Problem — Each line below must be transcribed with no word changed.

Records for processing —
--------------------------------
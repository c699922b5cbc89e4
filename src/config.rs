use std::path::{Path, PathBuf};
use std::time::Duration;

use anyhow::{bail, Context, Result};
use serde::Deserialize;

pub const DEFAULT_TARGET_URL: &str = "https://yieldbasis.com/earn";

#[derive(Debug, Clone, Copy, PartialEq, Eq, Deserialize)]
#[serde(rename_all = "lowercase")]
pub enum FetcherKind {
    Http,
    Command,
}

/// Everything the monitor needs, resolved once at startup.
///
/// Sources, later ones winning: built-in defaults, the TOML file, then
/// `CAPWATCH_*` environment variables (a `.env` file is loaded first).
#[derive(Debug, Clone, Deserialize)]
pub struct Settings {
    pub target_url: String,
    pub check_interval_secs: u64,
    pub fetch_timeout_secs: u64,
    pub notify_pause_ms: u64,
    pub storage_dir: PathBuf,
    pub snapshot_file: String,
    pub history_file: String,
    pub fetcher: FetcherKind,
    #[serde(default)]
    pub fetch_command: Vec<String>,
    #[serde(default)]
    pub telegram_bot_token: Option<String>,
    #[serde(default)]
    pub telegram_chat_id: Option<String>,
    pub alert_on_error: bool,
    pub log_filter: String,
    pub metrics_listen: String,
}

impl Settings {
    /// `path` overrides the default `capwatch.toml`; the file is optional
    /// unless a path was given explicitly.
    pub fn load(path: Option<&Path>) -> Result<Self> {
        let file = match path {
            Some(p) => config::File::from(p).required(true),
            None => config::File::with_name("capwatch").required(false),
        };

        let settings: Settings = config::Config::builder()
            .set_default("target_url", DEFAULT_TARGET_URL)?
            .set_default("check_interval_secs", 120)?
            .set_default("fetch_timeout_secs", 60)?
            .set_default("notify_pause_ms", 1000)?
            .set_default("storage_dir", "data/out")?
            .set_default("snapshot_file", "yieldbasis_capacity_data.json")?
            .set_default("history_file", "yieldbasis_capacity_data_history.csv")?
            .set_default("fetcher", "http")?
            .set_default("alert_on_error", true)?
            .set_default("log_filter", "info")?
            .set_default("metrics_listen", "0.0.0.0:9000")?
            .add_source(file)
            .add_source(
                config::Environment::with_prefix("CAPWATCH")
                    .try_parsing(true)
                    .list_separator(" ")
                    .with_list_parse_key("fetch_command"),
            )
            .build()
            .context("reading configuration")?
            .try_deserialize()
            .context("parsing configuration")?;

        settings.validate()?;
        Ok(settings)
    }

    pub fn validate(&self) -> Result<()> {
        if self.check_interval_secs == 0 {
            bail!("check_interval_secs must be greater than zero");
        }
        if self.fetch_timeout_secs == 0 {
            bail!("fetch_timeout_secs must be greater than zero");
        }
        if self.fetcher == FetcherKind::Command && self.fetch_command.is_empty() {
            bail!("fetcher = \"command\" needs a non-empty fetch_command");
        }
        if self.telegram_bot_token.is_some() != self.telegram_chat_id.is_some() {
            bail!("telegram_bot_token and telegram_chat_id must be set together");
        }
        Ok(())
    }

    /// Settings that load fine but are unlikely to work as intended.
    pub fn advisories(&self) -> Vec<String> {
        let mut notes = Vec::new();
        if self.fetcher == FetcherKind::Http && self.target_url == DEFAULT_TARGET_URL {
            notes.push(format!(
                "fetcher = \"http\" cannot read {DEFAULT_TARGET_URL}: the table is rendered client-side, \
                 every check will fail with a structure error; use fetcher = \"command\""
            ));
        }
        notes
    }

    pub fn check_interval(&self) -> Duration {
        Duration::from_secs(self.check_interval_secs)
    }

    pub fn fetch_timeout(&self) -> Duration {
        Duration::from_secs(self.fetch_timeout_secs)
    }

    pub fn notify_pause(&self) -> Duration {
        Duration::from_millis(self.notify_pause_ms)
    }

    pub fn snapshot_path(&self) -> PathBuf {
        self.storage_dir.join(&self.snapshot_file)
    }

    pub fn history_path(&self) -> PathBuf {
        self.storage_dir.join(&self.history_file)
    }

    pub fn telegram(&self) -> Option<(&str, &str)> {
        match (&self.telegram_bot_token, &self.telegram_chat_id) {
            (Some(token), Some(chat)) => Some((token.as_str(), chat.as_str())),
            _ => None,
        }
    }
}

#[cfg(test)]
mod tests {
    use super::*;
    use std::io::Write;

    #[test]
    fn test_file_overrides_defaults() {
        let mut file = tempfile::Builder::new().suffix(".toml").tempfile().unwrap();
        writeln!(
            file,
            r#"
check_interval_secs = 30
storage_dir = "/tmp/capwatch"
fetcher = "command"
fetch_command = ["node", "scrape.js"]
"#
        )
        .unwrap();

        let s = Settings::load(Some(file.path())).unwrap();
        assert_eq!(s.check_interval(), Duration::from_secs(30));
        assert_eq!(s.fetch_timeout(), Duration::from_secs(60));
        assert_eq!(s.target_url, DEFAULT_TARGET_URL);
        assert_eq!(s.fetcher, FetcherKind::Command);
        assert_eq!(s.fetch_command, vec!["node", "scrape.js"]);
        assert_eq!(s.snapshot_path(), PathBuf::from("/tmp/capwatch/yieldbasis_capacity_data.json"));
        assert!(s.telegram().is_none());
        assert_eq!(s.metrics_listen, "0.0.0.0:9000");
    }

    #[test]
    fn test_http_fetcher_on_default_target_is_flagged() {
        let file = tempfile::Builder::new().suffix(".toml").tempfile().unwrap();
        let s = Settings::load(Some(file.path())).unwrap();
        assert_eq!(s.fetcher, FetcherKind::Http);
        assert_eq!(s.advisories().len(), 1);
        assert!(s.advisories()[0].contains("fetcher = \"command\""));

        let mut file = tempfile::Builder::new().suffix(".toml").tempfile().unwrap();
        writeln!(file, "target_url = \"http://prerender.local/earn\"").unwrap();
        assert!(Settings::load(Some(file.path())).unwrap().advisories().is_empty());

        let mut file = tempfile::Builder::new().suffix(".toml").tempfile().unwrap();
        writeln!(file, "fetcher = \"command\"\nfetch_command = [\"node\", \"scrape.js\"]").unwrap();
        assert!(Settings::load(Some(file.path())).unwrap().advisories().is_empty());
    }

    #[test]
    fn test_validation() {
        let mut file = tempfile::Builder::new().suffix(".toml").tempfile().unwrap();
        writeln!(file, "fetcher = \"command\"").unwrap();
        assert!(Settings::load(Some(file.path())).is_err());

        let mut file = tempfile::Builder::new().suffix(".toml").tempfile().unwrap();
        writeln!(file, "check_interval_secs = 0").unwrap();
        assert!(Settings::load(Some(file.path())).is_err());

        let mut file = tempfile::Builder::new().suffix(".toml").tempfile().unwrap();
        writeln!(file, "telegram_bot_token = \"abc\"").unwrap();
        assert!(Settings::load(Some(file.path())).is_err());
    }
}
--------------------------------
Written solution —
repository c699922b5cbc89e4
filename src/config.rs
use std::path::{Path, PathBuf};
use std::time::Duration;

use anyhow::{bail, Context, Result};
use serde::Deserialize;

pub const DEFAULT_TARGET_URL: &str = "https://yieldbasis.com/earn";

#[derive(Debug, Clone, Copy, PartialEq, Eq, Deserialize)]
#[serde(rename_all = "lowercase")]
pub enum FetcherKind {
    Http,
    Command,
}

/// Everything the monitor needs, resolved once at startup.
///
/// Sources, later ones winning: built-in defaults, the TOML file, then
/// `CAPWATCH_*` environment variables (a `.env` file is loaded first).
#[derive(Debug, Clone, Deserialize)]
pub struct Settings {
    pub target_url: String,
    pub check_interval_secs: u64,
    pub fetch_timeout_secs: u64,
    pub notify_pause_ms: u64,
    pub storage_dir: PathBuf,
    pub snapshot_file: String,
    pub history_file: String,
    pub fetcher: FetcherKind,
    #[serde(default)]
    pub fetch_command: Vec<String>,
    #[serde(default)]
    pub telegram_bot_token: Option<String>,
    #[serde(default)]
    pub telegram_chat_id: Option<String>,
    pub alert_on_error: bool,
    pub log_filter: String,
    pub metrics_listen: String,
}

impl Settings {
    /// `path` overrides the default `capwatch.toml`; the file is optional
    /// unless a path was given explicitly.
    pub fn load(path: Option<&Path>) -> Result<Self> {
        let file = match path {
            Some(p) => config::File::from(p).required(true),
            None => config::File::with_name("capwatch").required(false),
        };

        let settings: Settings = config::Config::builder()
            .set_default("target_url", DEFAULT_TARGET_URL)?
            .set_default("check_interval_secs", 120)?
            .set_default("fetch_timeout_secs", 60)?
            .set_default("notify_pause_ms", 1000)?
            .set_default("storage_dir", "data/out")?
            .set_default("snapshot_file", "yieldbasis_capacity_data.json")?
            .set_default("history_file", "yieldbasis_capacity_data_history.csv")?
            .set_default("fetcher", "http")?
            .set_default("alert_on_error", true)?
            .set_default("log_filter", "info")?
            .set_default("metrics_listen", "0.0.0.0:9000")?
            .add_source(file)
            .add_source(
                config::Environment::with_prefix("CAPWATCH")
                    .try_parsing(true)
                    .list_separator(" ")
                    .with_list_parse_key("fetch_command"),
            )
            .build()
            .context("reading configuration")?
            .try_deserialize()
            .context("parsing configuration")?;

        settings.validate()?;
        Ok(settings)
    }

    pub fn validate(&self) -> Result<()> {
        if self.check_interval_secs == 0 {
            bail!("check_interval_secs must be greater than zero");
        }
        if self.fetch_timeout_secs == 0 {
            bail!("fetch_timeout_secs must be greater than zero");
        }
        if self.fetcher == FetcherKind::Command && self.fetch_command.is_empty() {
            bail!("fetcher = \"command\" needs a non-empty fetch_command");
        }
        if self.telegram_bot_token.is_some() != self.telegram_chat_id.is_some() {
            bail!("telegram_bot_token and telegram_chat_id must be set together");
        }
        Ok(())
    }

    /// Settings that load fine but are unlikely to work as intended.
    pub fn advisories(&self) -> Vec<String> {
        let mut notes = Vec::new();
        if self.fetcher == FetcherKind::Http && self.target_url == DEFAULT_TARGET_URL {
            notes.push(format!(
                "fetcher = \"http\" cannot read {DEFAULT_TARGET_URL}: the table is rendered client-side, \
                 every check will fail with a structure error; use fetcher = \"command\""
            ));
        }
        notes
    }

    pub fn check_interval(&self) -> Duration {
        Duration::from_secs(self.check_interval_secs)
    }

    pub fn fetch_timeout(&self) -> Duration {
        Duration::from_secs(self.fetch_timeout_secs)
    }

    pub fn notify_pause(&self) -> Duration {
        Duration::from_millis(self.notify_pause_ms)
    }

    pub fn snapshot_path(&self) -> PathBuf {
        self.storage_dir.join(&self.snapshot_file)
    }

    pub fn history_path(&self) -> PathBuf {
        self.storage_dir.join(&self.history_file)
    }

    pub fn telegram(&self) -> Option<(&str, &str)> {
        match (&self.telegram_bot_token, &self.telegram_chat_id) {
            (Some(token), Some(chat)) => Some((token.as_str(), chat.as_str())),
            _ => None,
        }
    }
}

#[cfg(test)]
mod tests {
    use super::*;
    use std::io::Write;

    #[test]
    fn test_file_overrides_defaults() {
        let mut file = tempfile::Builder::new().suffix(".toml").tempfile().unwrap();
        writeln!(
            file,
            r#"
check_interval_secs = 30
storage_dir = "/tmp/capwatch"
fetcher = "command"
fetch_command = ["node", "scrape.js"]
"#
        )
        .unwrap();

        let s = Settings::load(Some(file.path())).unwrap();
        assert_eq!(s.check_interval(), Duration::from_secs(30));
        assert_eq!(s.fetch_timeout(), Duration::from_secs(60));
        assert_eq!(s.target_url, DEFAULT_TARGET_URL);
        assert_eq!(s.fetcher, FetcherKind::Command);
        assert_eq!(s.fetch_command, vec!["node", "scrape.js"]);
        assert_eq!(s.snapshot_path(), PathBuf::from("/tmp/capwatch/yieldbasis_capacity_data.json"));
        assert!(s.telegram().is_none());
        assert_eq!(s.metrics_listen, "0.0.0.0:9000");
    }

    #[test]
    fn test_http_fetcher_on_default_target_is_flagged() {
        let file = tempfile::Builder::new().suffix(".toml").tempfile().unwrap();
        let s = Settings::load(Some(file.path())).unwrap();
        assert_eq!(s.fetcher, FetcherKind::Http);
        assert_eq!(s.advisories().len(), 1);
        assert!(s.advisories()[0].contains("fetcher = \"command\""));

        let mut file = tempfile::Builder::new().suffix(".toml").tempfile().unwrap();
        writeln!(file, "target_url = \"http://prerender.local/earn\"").unwrap();
        assert!(Settings::load(Some(file.path())).unwrap().advisories().is_empty());

        let mut file = tempfile::Builder::new().suffix(".toml").tempfile().unwrap();
        writeln!(file, "fetcher = \"command\"\nfetch_command = [\"node\", \"scrape.js\"]").unwrap();
        assert!(Settings::load(Some(file.path())).unwrap().advisories().is_empty());
    }

    #[test]
    fn test_validation() {
        let mut file = tempfile::Builder::new().suffix(".toml").tempfile().unwrap();
        writeln!(file, "fetcher = \"command\"").unwrap();
        assert!(Settings::load(Some(file.path())).is_err());

        let mut file = tempfile::Builder::new().suffix(".toml").tempfile().unwrap();
        writeln!(file, "check_interval_secs = 0").unwrap();
        assert!(Settings::load(Some(file.path())).is_err());

        let mut file = tempfile::Builder::new().suffix(".toml").tempfile().unwrap();
        writeln!(file, "telegram_bot_token = \"abc\"").unwrap();
        assert!(Settings::load(Some(file.path())).is_err());
    }
}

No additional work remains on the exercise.